西島演じる凌介は、妻の真帆(宮沢りえ)が不貞していたことに気づかず、妻と仲がいいという理由だけで自宅の合鍵を隣人・菱田(桜井ユキ)に渡し、つい最近まで出入り自由にさせていたり、2度も殺害されそうになり、どちらも不死身なのかと首をひねりたくなるほどの回復力を見せたり、ツッコミどころ満載なオトボケお人好しキャラだ。凌介が聡明で常識的な危機管理能力のあるキャラだったら、2クールにもおよぶ「考察ドラマ」になっていなかったことは確かだろう。
西島は今作ドラマ放送中に主演映画「ドライブ・マイ・カー」で日本作品としては62年ぶりの受賞となった「第79回ゴールデングローブ賞」での「非英語映画賞」をはじめとする数々の賞を受賞。国内外から注目を集める、押しも押されもせぬ「映画俳優」になった。アイドル俳優ではなく映画俳優になりたくて大手芸能事務所を退所し、民放テレビに出演できなかったり、単館上映しかされない小さな映画作品にしか出演できなかったりした過去が、きちんと西島の血となり肉となった結果と言えるだろう。

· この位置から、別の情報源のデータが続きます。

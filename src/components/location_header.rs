use artbox::{
    integrations::ratatui::ArtBox, Alignment as ArtAlignment, Color as ArtColor, Fill,
    LinearGradient, Renderer, fonts,
};
use ratatui::{
    layout::{Constraint, Layout, Rect},
    style::{Color, Style},
    text::{Line, Span},
    widgets::Paragraph,
    Frame,
};
use std::cmp::Ordering;

use super::Component;
use crate::action::Action;
use crate::state::LOADING_ANIM_CYCLE_TICKS;

/// FIGlet location name with a temperature-tinted gradient.
/// The gradient seam sweeps across the name while a lookup is in flight.
pub struct LocationHeader;

pub struct LocationHeaderProps<'a> {
    pub title: &'a str,
    /// Plain line under the FIGlet name ("Nairobi, KE")
    pub subtitle: Option<&'a str>,
    pub temperature: Option<f64>,
    pub is_animating: bool,
    pub tick_count: u32,
}

/// Overhead inside the header area: 1 spacer + 1 subtitle line.
pub const HEADER_OVERHEAD: u16 = 2;

fn gradient_colors(temp: Option<f64>) -> (ArtColor, ArtColor) {
    match temp {
        Some(t) if t < 0.0 => (
            ArtColor::rgb(150, 200, 255), // Ice blue
            ArtColor::rgb(200, 230, 255),
        ),
        Some(t) if t < 15.0 => (
            ArtColor::rgb(100, 180, 255), // Cool blue
            ArtColor::rgb(150, 220, 200),
        ),
        Some(t) if t < 25.0 => (
            ArtColor::rgb(100, 200, 150), // Green
            ArtColor::rgb(255, 220, 100),
        ),
        Some(t) if t < 35.0 => (
            ArtColor::rgb(255, 180, 80), // Orange
            ArtColor::rgb(255, 120, 80),
        ),
        Some(_) => (
            ArtColor::rgb(255, 100, 80), // Hot
            ArtColor::rgb(255, 60, 60),
        ),
        None => (
            ArtColor::rgb(180, 180, 180), // No data yet
            ArtColor::rgb(220, 220, 220),
        ),
    }
}

fn make_gradient(colors: (ArtColor, ArtColor), angle: f32, phase: f32) -> Fill {
    let phase = phase.rem_euclid(1.0);
    let mid = colors.0.interpolate(colors.1, 0.5);
    let edge = colors.0.interpolate(colors.1, 0.08);
    let base_stops = [
        (0.0, edge),
        (0.35, colors.0),
        (0.5, mid),
        (0.65, colors.1),
        (1.0, edge),
    ];

    let edge_color = sample_color(&base_stops, (1.0 - phase).rem_euclid(1.0));
    let mut shifted = Vec::with_capacity(base_stops.len() + 2);
    shifted.push((0.0, edge_color));
    shifted.push((1.0, edge_color));
    for (pos, color) in base_stops {
        shifted.push(((pos + phase) % 1.0, color));
    }
    shifted.sort_by(|a, b| a.0.partial_cmp(&b.0).unwrap_or(Ordering::Equal));
    let stops = shifted
        .into_iter()
        .map(|(pos, color)| artbox::ColorStop::new(pos, color))
        .collect();

    Fill::Linear(LinearGradient::new(angle, stops))
}

pub(crate) fn animated_phase(tick_count: u32) -> f32 {
    let steps = LOADING_ANIM_CYCLE_TICKS.max(1);
    (tick_count % steps) as f32 / steps as f32
}

fn sample_color(stops: &[(f32, ArtColor)], position: f32) -> ArtColor {
    let pos = position.clamp(0.0, 1.0);
    let mut prev = stops[0];
    for stop in stops.iter() {
        if stop.0 >= pos {
            if (stop.0 - prev.0).abs() < f32::EPSILON {
                return stop.1;
            }
            let t = (pos - prev.0) / (stop.0 - prev.0);
            return prev.1.interpolate(stop.1, t);
        }
        prev = *stop;
    }
    prev.1
}

impl Component<Action> for LocationHeader {
    type Props<'a> = LocationHeaderProps<'a>;

    fn render(&mut self, frame: &mut Frame, area: Rect, props: Self::Props<'_>) {
        let chunks = Layout::vertical([
            Constraint::Fill(1),   // FIGlet name
            Constraint::Length(1), // Spacer
            Constraint::Length(1), // Subtitle
        ])
        .split(area);

        let phase = if props.is_animating {
            animated_phase(props.tick_count)
        } else {
            0.0
        };
        let fill = make_gradient(gradient_colors(props.temperature), 5.0, phase);

        let renderer = Renderer::new(fonts::stack(&["terminus", "miniwi"]))
            .with_plain_fallback()
            .with_alignment(ArtAlignment::Center)
            .with_fill(fill);
        frame.render_widget(ArtBox::new(&renderer, props.title), chunks[0]);

        if let Some(subtitle) = props.subtitle {
            let line = Line::from(vec![Span::styled(
                subtitle.to_string(),
                Style::default().fg(Color::Gray),
            )])
            .centered();
            frame.render_widget(Paragraph::new(line), chunks[2]);
        }
    }
}

#[cfg(test)]
mod tests {
    use super::*;

    #[test]
    fn test_animated_phase_wraps() {
        assert_eq!(animated_phase(0), 0.0);
        assert_eq!(animated_phase(LOADING_ANIM_CYCLE_TICKS), 0.0);
        assert!(animated_phase(LOADING_ANIM_CYCLE_TICKS / 2) > 0.49);
    }
}
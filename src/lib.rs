//! # Rust Worker Pool
//!
//! An in-process worker pool for background jobs: priority scheduling,
//! bounded retry with backoff, per-attempt deadlines, panic containment,
//! dynamic resizing and graceful shutdown.
//!
//! ## Features
//!
//! - **Priority scheduling**: `High` before `Normal` before `Low`, oldest first within a level
//! - **Retries**: per-job attempt budget with fixed or exponential backoff and optional jitter
//! - **Deadlines**: each attempt runs under a fresh [`CancellationToken`] with the job's timeout
//! - **Panic containment**: a panicking task is retried like a failing one; workers survive
//! - **Scaling**: [`WorkerPool::scale_to`] grows immediately and shrinks per [`ScaleDownPolicy`]
//! - **Shutdown**: [`WorkerPool::stop`] waits for running jobs; queued ones follow [`ShutdownMode`]
//! - **Observability**: outcomes reach an injected [`PoolObserver`] and [`PoolStats`]
//!
//! ## Quick Start
//!
//! ```rust
//! use rust_worker_pool::prelude::*;
//!
//! # fn main() -> Result<()> {
//! let pool = WorkerPool::new(4)?;
//!
//! for i in 0..10 {
//!     pool.execute(move |_ctx| {
//!         println!("Job {} executing", i);
//!         Ok(())
//!     })?;
//! }
//!
//! pool.stop()?;
//! # Ok(())
//! # }
//! ```
//!
//! ## Retries and Deadlines
//!
//! ```rust
//! use rust_worker_pool::prelude::*;
//! use std::time::Duration;
//!
//! # fn main() -> Result<()> {
//! let pool = WorkerPool::new(2)?;
//!
//! pool.submit(
//!     Job::new(|ctx| {
//!         // Cooperative: returns early once the attempt deadline passes
//!         ctx.sleep(Duration::from_millis(5))?;
//!         Ok(())
//!     })
//!     .with_name("refresh-cache")
//!     .with_priority(Priority::Low)
//!     .with_retry(2)
//!     .with_retry_delay(Duration::from_millis(10))
//!     .with_timeout(Duration::from_secs(1)),
//! )?;
//!
//! pool.stop()?;
//! # Ok(())
//! # }
//! ```
//!
//! ## Pool Configuration
//!
//! ```rust
//! use rust_worker_pool::prelude::*;
//!
//! # fn main() -> Result<()> {
//! let config = WorkerPoolConfig::new(8)
//!     .with_thread_name_prefix("mailer")
//!     .with_max_queue_size(1000)
//!     .reject_when_full()
//!     .with_shutdown_mode(ShutdownMode::Drain);
//!
//! let pool = WorkerPool::with_config(config)?;
//! # pool.stop()?;
//! # Ok(())
//! # }
//! ```

#![warn(missing_docs)]
#![warn(clippy::all)]

pub mod core;
pub mod observer;
pub mod pool;
pub mod prelude;
pub mod queue;
#[cfg(feature = "tracing")]
pub mod tracing;

pub use crate::core::{
    Backoff, CancellationReason, CancellationToken, FailureKind, Job, JobId, PoolError, PoolState,
    Priority, Result, RetryPolicy, Task,
};
pub use crate::observer::{JobRef, LogObserver, NoopObserver, PoolEvent, PoolObserver};
pub use crate::pool::{
    BackpressureStrategy, PoolStats, PoolStatsSnapshot, ScaleDownPolicy, ShutdownMode, WorkerExit,
    WorkerPool, WorkerPoolConfig, WorkerStats, WorkerStatsSnapshot,
};
pub use crate::queue::{HeapQueue, QueueKind, QueuedJob, ReadyQueue, SortedQueue};
//! Pool-wide and per-worker counters

use crate::core::FailureKind;
use crossbeam_utils::CachePadded;
use dashmap::DashMap;
use serde::{Deserialize, Serialize};
use std::sync::atomic::{AtomicU64, Ordering};
use std::sync::Arc;
use std::time::Duration;

/// Statistics for a worker thread
///
/// Entries outlive their worker so history survives scaling.
#[derive(Debug, Default)]
pub struct WorkerStats {
    /// Jobs this worker took from the queue
    pub jobs_taken: AtomicU64,
    /// Attempts this worker executed
    pub attempts: AtomicU64,
    /// Attempts that failed (error, panic or deadline)
    pub failed_attempts: AtomicU64,
    /// Time spent inside task bodies (microseconds)
    pub busy_time_us: AtomicU64,
}

impl WorkerStats {
    /// Create new worker statistics
    pub fn new() -> Self {
        Self::default()
    }

    pub(crate) fn record_job_taken(&self) {
        self.jobs_taken.fetch_add(1, Ordering::Relaxed);
    }

    pub(crate) fn record_attempt(&self, elapsed: Duration, failed: bool) {
        self.attempts.fetch_add(1, Ordering::Relaxed);
        if failed {
            self.failed_attempts.fetch_add(1, Ordering::Relaxed);
        }
        self.busy_time_us
            .fetch_add(elapsed.as_micros() as u64, Ordering::Relaxed);
    }

    /// Get total jobs taken
    pub fn get_jobs_taken(&self) -> u64 {
        self.jobs_taken.load(Ordering::Relaxed)
    }

    /// Get total attempts
    pub fn get_attempts(&self) -> u64 {
        self.attempts.load(Ordering::Relaxed)
    }

    /// Get average time per attempt in microseconds
    pub fn get_average_attempt_time_us(&self) -> f64 {
        let total = self.busy_time_us.load(Ordering::Relaxed);
        let count = self.attempts.load(Ordering::Relaxed);
        if count > 0 {
            total as f64 / count as f64
        } else {
            0.0
        }
    }

    fn snapshot(&self, worker_id: usize) -> WorkerStatsSnapshot {
        WorkerStatsSnapshot {
            worker_id,
            jobs_taken: self.jobs_taken.load(Ordering::Relaxed),
            attempts: self.attempts.load(Ordering::Relaxed),
            failed_attempts: self.failed_attempts.load(Ordering::Relaxed),
            busy_time_us: self.busy_time_us.load(Ordering::Relaxed),
        }
    }
}

/// Point-in-time copy of one worker's counters
#[derive(Debug, Clone, PartialEq, Eq, Serialize, Deserialize)]
pub struct WorkerStatsSnapshot {
    /// Worker id
    pub worker_id: usize,
    /// Jobs taken from the queue
    pub jobs_taken: u64,
    /// Attempts executed
    pub attempts: u64,
    /// Failed attempts
    pub failed_attempts: u64,
    /// Time inside task bodies (microseconds)
    pub busy_time_us: u64,
}

/// Pool-wide counters, updated by the controller and every worker
#[derive(Debug, Default)]
pub struct PoolStats {
    submitted: CachePadded<AtomicU64>,
    succeeded: CachePadded<AtomicU64>,
    failed_attempts: CachePadded<AtomicU64>,
    panicked: CachePadded<AtomicU64>,
    deadline_exceeded: CachePadded<AtomicU64>,
    retries: CachePadded<AtomicU64>,
    permanent_failures: CachePadded<AtomicU64>,
    discarded: CachePadded<AtomicU64>,
    workers: DashMap<usize, Arc<WorkerStats>>,
}

impl PoolStats {
    /// Create zeroed statistics
    pub fn new() -> Self {
        Self::default()
    }

    pub(crate) fn record_submitted(&self) {
        self.submitted.fetch_add(1, Ordering::Relaxed);
    }

    pub(crate) fn record_success(&self) {
        self.succeeded.fetch_add(1, Ordering::Relaxed);
    }

    pub(crate) fn record_failure(&self, kind: FailureKind) {
        self.failed_attempts.fetch_add(1, Ordering::Relaxed);
        match kind {
            FailureKind::Panic => {
                self.panicked.fetch_add(1, Ordering::Relaxed);
            }
            FailureKind::DeadlineExceeded => {
                self.deadline_exceeded.fetch_add(1, Ordering::Relaxed);
            }
            FailureKind::Error => {}
        }
    }

    pub(crate) fn record_retry(&self) {
        self.retries.fetch_add(1, Ordering::Relaxed);
    }

    pub(crate) fn record_permanent_failure(&self) {
        self.permanent_failures.fetch_add(1, Ordering::Relaxed);
    }

    pub(crate) fn record_discarded(&self, count: usize) {
        self.discarded.fetch_add(count as u64, Ordering::Relaxed);
    }

    /// Counters for `worker_id`, created on first use
    pub(crate) fn worker(&self, worker_id: usize) -> Arc<WorkerStats> {
        Arc::clone(
            self.workers
                .entry(worker_id)
                .or_insert_with(|| Arc::new(WorkerStats::new()))
                .value(),
        )
    }

    /// Jobs accepted by `submit`
    pub fn submitted(&self) -> u64 {
        self.submitted.load(Ordering::Relaxed)
    }

    /// Jobs that finished with a successful attempt
    pub fn succeeded(&self) -> u64 {
        self.succeeded.load(Ordering::Relaxed)
    }

    /// Failed attempts of any kind
    pub fn failed_attempts(&self) -> u64 {
        self.failed_attempts.load(Ordering::Relaxed)
    }

    /// Attempts that panicked
    pub fn panicked(&self) -> u64 {
        self.panicked.load(Ordering::Relaxed)
    }

    /// Attempts that ran past their deadline
    pub fn deadline_exceeded(&self) -> u64 {
        self.deadline_exceeded.load(Ordering::Relaxed)
    }

    /// Attempts that followed a failed attempt
    pub fn retries(&self) -> u64 {
        self.retries.load(Ordering::Relaxed)
    }

    /// Jobs whose attempt budget ran out
    pub fn permanent_failures(&self) -> u64 {
        self.permanent_failures.load(Ordering::Relaxed)
    }

    /// Queued jobs dropped at stop
    pub fn discarded(&self) -> u64 {
        self.discarded.load(Ordering::Relaxed)
    }

    /// Jobs that reached a terminal outcome
    pub fn finished(&self) -> u64 {
        self.succeeded() + self.permanent_failures()
    }

    /// Copy every counter
    pub fn snapshot(&self) -> PoolStatsSnapshot {
        let mut workers: Vec<WorkerStatsSnapshot> = self
            .workers
            .iter()
            .map(|entry| entry.value().snapshot(*entry.key()))
            .collect();
        workers.sort_by_key(|w| w.worker_id);

        PoolStatsSnapshot {
            submitted: self.submitted(),
            succeeded: self.succeeded(),
            failed_attempts: self.failed_attempts(),
            panicked: self.panicked(),
            deadline_exceeded: self.deadline_exceeded(),
            retries: self.retries(),
            permanent_failures: self.permanent_failures(),
            discarded: self.discarded(),
            workers,
        }
    }
}

/// Serializable copy of [`PoolStats`]
#[derive(Debug, Clone, PartialEq, Eq, Serialize, Deserialize)]
pub struct PoolStatsSnapshot {
    /// Jobs accepted by `submit`
    pub submitted: u64,
    /// Jobs that finished with a successful attempt
    pub succeeded: u64,
    /// Failed attempts of any kind
    pub failed_attempts: u64,
    /// Attempts that panicked
    pub panicked: u64,
    /// Attempts that ran past their deadline
    pub deadline_exceeded: u64,
    /// Attempts that followed a failed attempt
    pub retries: u64,
    /// Jobs whose attempt budget ran out
    pub permanent_failures: u64,
    /// Queued jobs dropped at stop
    pub discarded: u64,
    /// Per-worker counters, ordered by worker id
    pub workers: Vec<WorkerStatsSnapshot>,
}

「だからこそ一部では、今後は西島がドラマでなく映画に重心を置くようになるだろうと言われているのだとか。それはつまり、テレビ出演が減るということ。そのため『真犯人フラグ』は西島にとって、後に貴重なドラマ作品だったと言われるようになるのではないか、とも。西島が優秀な刑事や弁護士といったスペシャリストではなく、オトボケ一般人を演じている作品は少ないですからね」(映画誌ライター)
NHK Eテレで放送中の5分間アニメ「オトッペ」でかっこいいワードをよく言うウエスティ、2019年5月公開のアニメ映画「名探偵ピカチュウ」で主人公の名探偵ピカチュウの声優も務めている西島。それらのアニメ作品も「貴重作品」と呼ばれる日が来るかもしれない。